- _Exercise brief_:
Count every line of these entries that holds the word "health", and reply with the number only.

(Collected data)
##############################

//! JSON file sink.
//!
//! The collection is written as a pretty-printed UTF-8 JSON array. Writes go
//! to a hidden sibling file first and are renamed into place, so readers
//! never observe a half-written file.

use std::fs;
use std::io::Write as _;
use std::path::{Path, PathBuf};

use feed_core::StudyRecord;

use crate::error::StoreError;

/// Write `studies` to `path`, creating parent directories and replacing any
/// existing file.
///
/// # Errors
///
/// Returns [`StoreError::Io`] on filesystem failures and
/// [`StoreError::Json`] if a record cannot be encoded.
pub fn write_studies(path: &Path, studies: &[StudyRecord]) -> Result<(), StoreError> {
    if let Some(parent) = path.parent().filter(|p| !p.as_os_str().is_empty()) {
        fs::create_dir_all(parent).map_err(|e| StoreError::io(parent, e))?;
    }

    let mut body = serde_json::to_string_pretty(studies)?;
    body.push('\n');

    let tmp = temp_path(path);
    let written = fs::File::create(&tmp)
        .and_then(|mut file| {
            file.write_all(body.as_bytes())?;
            file.sync_all()
        })
        .and_then(|()| fs::rename(&tmp, path));

    if let Err(e) = written {
        let _ = fs::remove_file(&tmp);
        return Err(StoreError::io(path, e));
    }

    tracing::debug!(path = %path.display(), count = studies.len(), "wrote studies file");
    Ok(())
}

/// Read a collection previously written by [`write_studies`].
///
/// Records are decoded permissively so hand-edited files still load.
///
/// # Errors
///
/// Returns [`StoreError::Io`] if the file cannot be read and
/// [`StoreError::Json`] if it is not a JSON array of objects.
pub fn read_studies(path: &Path) -> Result<Vec<StudyRecord>, StoreError> {
    let text = fs::read_to_string(path).map_err(|e| StoreError::io(path, e))?;
    Ok(serde_json::from_str(&text)?)
}

fn temp_path(path: &Path) -> PathBuf {
    let name = path
        .file_name()
        .map_or_else(|| "studies.json".into(), |n| n.to_string_lossy().into_owned());
    path.with_file_name(format!(".{name}.tmp"))
}
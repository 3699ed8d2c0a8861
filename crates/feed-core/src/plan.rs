//! Feed plans: how many entries each track gets in one run.
//!
//! A plan is the contract the parsed collection is checked against. Presets
//! cover the usual run sizes; configuration can supply a custom quota list.

use serde::{Deserialize, Serialize};
use std::collections::BTreeMap;

use crate::errors::CoreError;
use crate::study::StudyRecord;
use crate::track::Track;

/// Entry count for one track.
#[derive(Debug, Clone, Copy, PartialEq, Eq, Serialize, Deserialize)]
pub struct TrackQuota {
    pub track: Track,
    pub count: usize,
}

impl TrackQuota {
    #[must_use]
    pub const fn new(track: Track, count: usize) -> Self {
        Self { track, count }
    }
}

/// Ordered, validated set of track quotas.
#[derive(Debug, Clone, PartialEq, Eq)]
pub struct FeedPlan {
    quotas: Vec<TrackQuota>,
}

impl FeedPlan {
    /// Names accepted by [`FeedPlan::preset`].
    pub const PRESETS: [&'static str; 3] = ["brief", "daily", "extended"];

    /// Preset used when configuration names none.
    pub const DEFAULT_PRESET: &'static str = "daily";

    /// Build a plan from quotas.
    ///
    /// # Errors
    ///
    /// Returns [`CoreError::InvalidPlan`] if `quotas` is empty, names a track
    /// twice, or has a zero count.
    pub fn new(quotas: Vec<TrackQuota>) -> Result<Self, CoreError> {
        if quotas.is_empty() {
            return Err(CoreError::InvalidPlan("a plan needs at least one track".into()));
        }
        for (i, quota) in quotas.iter().enumerate() {
            if quota.count == 0 {
                return Err(CoreError::InvalidPlan(format!(
                    "track '{}' has a zero count",
                    quota.track
                )));
            }
            if quotas[..i].iter().any(|q| q.track == quota.track) {
                return Err(CoreError::InvalidPlan(format!(
                    "track '{}' is listed twice",
                    quota.track
                )));
            }
        }
        Ok(Self { quotas })
    }

    /// Look up a built-in plan by name (case-insensitive).
    #[must_use]
    pub fn preset(name: &str) -> Option<Self> {
        use Track::{ArchitecturesOfCapital, ContestedIdeas, MindAndMedia, PlaySystems, SocialLayer};

        let quotas = match name.trim().to_ascii_lowercase().as_str() {
            "brief" => vec![TrackQuota::new(SocialLayer, 5)],
            "daily" => vec![
                TrackQuota::new(SocialLayer, 5),
                TrackQuota::new(ArchitecturesOfCapital, 5),
            ],
            "extended" => vec![
                TrackQuota::new(SocialLayer, 5),
                TrackQuota::new(ArchitecturesOfCapital, 5),
                TrackQuota::new(PlaySystems, 3),
                TrackQuota::new(MindAndMedia, 3),
                TrackQuota::new(ContestedIdeas, 2),
            ],
            _ => return None,
        };
        Some(Self { quotas })
    }

    #[must_use]
    pub fn quotas(&self) -> &[TrackQuota] {
        &self.quotas
    }

    /// Total number of records a run must produce.
    #[must_use]
    pub fn total(&self) -> usize {
        self.quotas.iter().map(|q| q.count).sum()
    }

    /// Check that `records` partition exactly into this plan.
    ///
    /// # Errors
    ///
    /// Returns [`CoreError::TotalMismatch`] if the collection size is wrong,
    /// otherwise [`CoreError::TrackMismatch`] for the first track (in plan order,
    /// then unplanned tracks alphabetically) whose count differs.
    pub fn check(&self, records: &[StudyRecord]) -> Result<(), CoreError> {
        if records.len() != self.total() {
            return Err(CoreError::TotalMismatch {
                expected: self.total(),
                actual: records.len(),
            });
        }

        let mut actual: BTreeMap<&str, usize> = BTreeMap::new();
        for record in records {
            *actual.entry(record.track.as_str()).or_default() += 1;
        }

        for quota in &self.quotas {
            let got = actual.remove(quota.track.as_str()).unwrap_or(0);
            if got != quota.count {
                return Err(CoreError::TrackMismatch {
                    track: quota.track.as_str().to_string(),
                    expected: quota.count,
                    actual: got,
                });
            }
        }

        match actual.into_iter().next() {
            Some((track, got)) => Err(CoreError::TrackMismatch {
                track: track.to_string(),
                expected: 0,
                actual: got,
            }),
            None => Ok(()),
        }
    }
}

impl Default for FeedPlan {
    fn default() -> Self {
        Self::preset(Self::DEFAULT_PRESET).unwrap_or_else(|| Self {
            quotas: vec![TrackQuota::new(Track::SocialLayer, 5)],
        })
    }
}
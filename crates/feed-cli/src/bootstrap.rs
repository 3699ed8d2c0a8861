use anyhow::Context;
use feed_config::FeedConfig;

use crate::cli::Cli;

/// Load layered configuration (with `.env`) and apply command-line overrides.
pub fn load_config(cli: &Cli) -> anyhow::Result<FeedConfig> {
    let mut config = FeedConfig::load_with_dotenv(cli.config.as_deref())
        .context("failed to load configuration")?;
    apply_overrides(&mut config, cli);
    config
        .validate()
        .context("invalid configuration after command-line overrides")?;
    Ok(config)
}

fn apply_overrides(config: &mut FeedConfig, cli: &Cli) {
    if let Some(preset) = cli.plan {
        config.feed.plan = preset.as_str().to_string();
        config.feed.tracks.clear();
    }
    if let Some(path) = &cli.output {
        config.output.path.clone_from(path);
    }
    if cli.no_lookup {
        config.lookup.enabled = false;
    }
    if cli.no_store {
        config.store.url.clear();
    }
}
//! Thematic tracks and their field schemas.
//!
//! Every record belongs to one [`Track`]. Tracks differ in which extra fields
//! the model must supply; [`TrackDetail`] holds those fields as a variant tagged
//! by the track identifier, so the schema of each track is declared once, in
//! the type.

use serde::{Deserialize, Serialize};
use serde_json::{Map, Value};
use std::fmt;
use std::str::FromStr;

use crate::errors::CoreError;

// ---------------------------------------------------------------------------
// Track
// ---------------------------------------------------------------------------

/// A named thematic feed.
#[derive(Debug, Clone, Copy, PartialEq, Eq, Hash, PartialOrd, Ord, Serialize, Deserialize)]
#[serde(rename_all = "snake_case")]
pub enum Track {
    SocialLayer,
    ArchitecturesOfCapital,
    PlaySystems,
    MindAndMedia,
    ContestedIdeas,
}

impl Track {
    pub const ALL: [Self; 5] = [
        Self::SocialLayer,
        Self::ArchitecturesOfCapital,
        Self::PlaySystems,
        Self::MindAndMedia,
        Self::ContestedIdeas,
    ];

    /// Identifier used on the wire and in SQL storage.
    #[must_use]
    pub const fn as_str(self) -> &'static str {
        match self {
            Self::SocialLayer => "social_layer",
            Self::ArchitecturesOfCapital => "architectures_of_capital",
            Self::PlaySystems => "play_systems",
            Self::MindAndMedia => "mind_and_media",
            Self::ContestedIdeas => "contested_ideas",
        }
    }

    /// Human-facing feed name used in the prompt.
    #[must_use]
    pub const fn display_name(self) -> &'static str {
        match self {
            Self::SocialLayer => "The Social Layer",
            Self::ArchitecturesOfCapital => "Architectures of Capital",
            Self::PlaySystems => "Play Systems",
            Self::MindAndMedia => "Mind & Media",
            Self::ContestedIdeas => "Contested Ideas",
        }
    }

    /// One-line framing of the track.
    #[must_use]
    pub const fn focus(self) -> &'static str {
        match self {
            Self::SocialLayer => "cross-disciplinary behavioral & policy studies",
            Self::ArchitecturesOfCapital => "crypto & finance infrastructure",
            Self::PlaySystems => "game design, mechanics & interactive systems",
            Self::MindAndMedia => "cognition, learning & how media shapes attention",
            Self::ContestedIdeas => "research with a clear stance and a serious rebuttal",
        }
    }

    /// Topical guidance bullets rendered under the track heading.
    #[must_use]
    pub const fn guidance(self) -> &'static [&'static str] {
        match self {
            Self::SocialLayer => &[
                "behavioral economics (scarcity mindset, choice overload, nudges)",
                "psychology & urban mental-health (noise, green space)",
                "civic tech & voter nudges",
                "inequality / inheritance mobility",
                "algorithmic governance",
                "fresh adjacent topics are welcome (climate policy, AI ethics, education)",
            ],
            Self::ArchitecturesOfCapital => &[
                "zero-knowledge proofs & recursive SNARKs",
                "rollups & data availability / modular L2s",
                "DeFi systemic risk (collateral rehypothecation, leverage chains)",
                "stablecoin peg & run dynamics, on-chain reserve attestations",
                "latency arbitrage & market microstructure",
                "tokenized real-world assets & on-chain treasuries",
                "staking & restaking economics",
                "MEV, proposer-builder separation & auction design",
                "cross-chain bridges & interoperability",
                "new execution layers (parallel EVMs, zk-VMs)",
                "derivatives & structured products (options AMMs, perps)",
                "intent-based protocols & shared sequencers",
                "adjacent institutional-finance angles (asset management, PE, liquidity)",
            ],
            Self::PlaySystems => &[
                "reward schedules, progression loops & player motivation",
                "emergent gameplay & systemic design",
                "economy design in multiplayer games",
                "gamification outside games (education, health, work)",
            ],
            Self::MindAndMedia => &[
                "attention, memory & learning science",
                "reading on screens vs. paper, audio vs. text",
                "feeds, recommendation systems & belief formation",
                "sleep, focus & cognitive load",
            ],
            Self::ContestedIdeas => &[
                "findings that challenge a popular consensus",
                "replication disputes & methodological debates",
                "policy research with a visible ideological lean",
            ],
        }
    }

    /// Fields every record on this track must carry besides the common ones.
    #[must_use]
    pub const fn required_fields(self) -> &'static [&'static str] {
        match self {
            Self::SocialLayer => &[],
            Self::ArchitecturesOfCapital => &[
                "example",
                "why_powerful",
                "further_explanation",
                "projects",
            ],
            Self::PlaySystems => &["mechanic"],
            Self::MindAndMedia => &["modality"],
            Self::ContestedIdeas => &["lean", "counterpoint"],
        }
    }

    /// Fields a record on this track may carry.
    #[must_use]
    pub const fn optional_fields(self) -> &'static [&'static str] {
        match self {
            Self::PlaySystems => &["example"],
            Self::SocialLayer
            | Self::ArchitecturesOfCapital
            | Self::MindAndMedia
            | Self::ContestedIdeas => &[],
        }
    }

    /// Prompt description of a track-specific field.
    #[must_use]
    pub fn field_hint(field: &str) -> Option<&'static str> {
        Some(match field {
            "example" => "a concrete real-world example",
            "why_powerful" => "why the idea is powerful",
            "further_explanation" => "a deeper explanation for a curious non-specialist",
            "projects" => "array of 2-3 real projects",
            "mechanic" => "the core game mechanic or loop studied",
            "modality" => "the medium or modality involved (e.g. text, audio, video, VR)",
            "lean" => "the stance or lean of the work",
            "counterpoint" => "the strongest counter-argument",
            _ => return None,
        })
    }
}

impl fmt::Display for Track {
    fn fmt(&self, f: &mut fmt::Formatter<'_>) -> fmt::Result {
        f.write_str(self.as_str())
    }
}

impl FromStr for Track {
    type Err = CoreError;

    fn from_str(s: &str) -> Result<Self, Self::Err> {
        let needle = s.trim();
        Self::ALL
            .into_iter()
            .find(|track| track.as_str().eq_ignore_ascii_case(needle))
            .ok_or_else(|| CoreError::UnknownTrack(s.to_string()))
    }
}

// ---------------------------------------------------------------------------
// TrackDetail
// ---------------------------------------------------------------------------

/// A project reference: models answer with either a bare name or an object.
#[derive(Debug, Clone, PartialEq, Serialize, Deserialize)]
#[serde(untagged)]
pub enum Project {
    Name(String),
    Described(Map<String, Value>),
}

/// Track-specific fields, tagged by the track identifier.
#[derive(Debug, Clone, PartialEq, Serialize, Deserialize)]
#[serde(tag = "track", rename_all = "snake_case")]
pub enum TrackDetail {
    SocialLayer,
    ArchitecturesOfCapital {
        example: String,
        why_powerful: String,
        further_explanation: String,
        projects: Vec<Project>,
    },
    PlaySystems {
        mechanic: String,
        #[serde(default, skip_serializing_if = "Option::is_none")]
        example: Option<String>,
    },
    MindAndMedia {
        modality: String,
    },
    ContestedIdeas {
        lean: String,
        counterpoint: String,
    },
}

impl TrackDetail {
    #[must_use]
    pub const fn track(&self) -> Track {
        match self {
            Self::SocialLayer => Track::SocialLayer,
            Self::ArchitecturesOfCapital { .. } => Track::ArchitecturesOfCapital,
            Self::PlaySystems { .. } => Track::PlaySystems,
            Self::MindAndMedia { .. } => Track::MindAndMedia,
            Self::ContestedIdeas { .. } => Track::ContestedIdeas,
        }
    }

    /// Pull the fields belonging to `track` out of `fields` and type them.
    ///
    /// On success the consumed keys are removed from `fields`; on failure
    /// `fields` is left untouched.
    ///
    /// # Errors
    ///
    /// Returns [`CoreError::InvalidRecord`] when a required field is missing or
    /// has the wrong shape.
    pub fn extract(track: Track, fields: &mut Map<String, Value>) -> Result<Self, CoreError> {
        let keys = track
            .required_fields()
            .iter()
            .chain(track.optional_fields())
            .copied();

        let mut tagged = Map::new();
        tagged.insert("track".into(), Value::String(track.as_str().into()));
        for key in keys.clone() {
            if let Some(value) = fields.get(key) {
                tagged.insert(key.into(), value.clone());
            }
        }

        let detail: Self = serde_json::from_value(Value::Object(tagged))
            .map_err(|e| CoreError::InvalidRecord(format!("{track} fields: {e}")))?;

        for key in keys {
            fields.remove(key);
        }
        Ok(detail)
    }

    /// Flatten back into wire fields, without the `track` tag.
    #[must_use]
    pub fn into_fields(self) -> Map<String, Value> {
        match serde_json::to_value(self) {
            Ok(Value::Object(mut map)) => {
                map.remove("track");
                map
            }
            _ => Map::new(),
        }
    }
}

##############################

- _Task output_:
2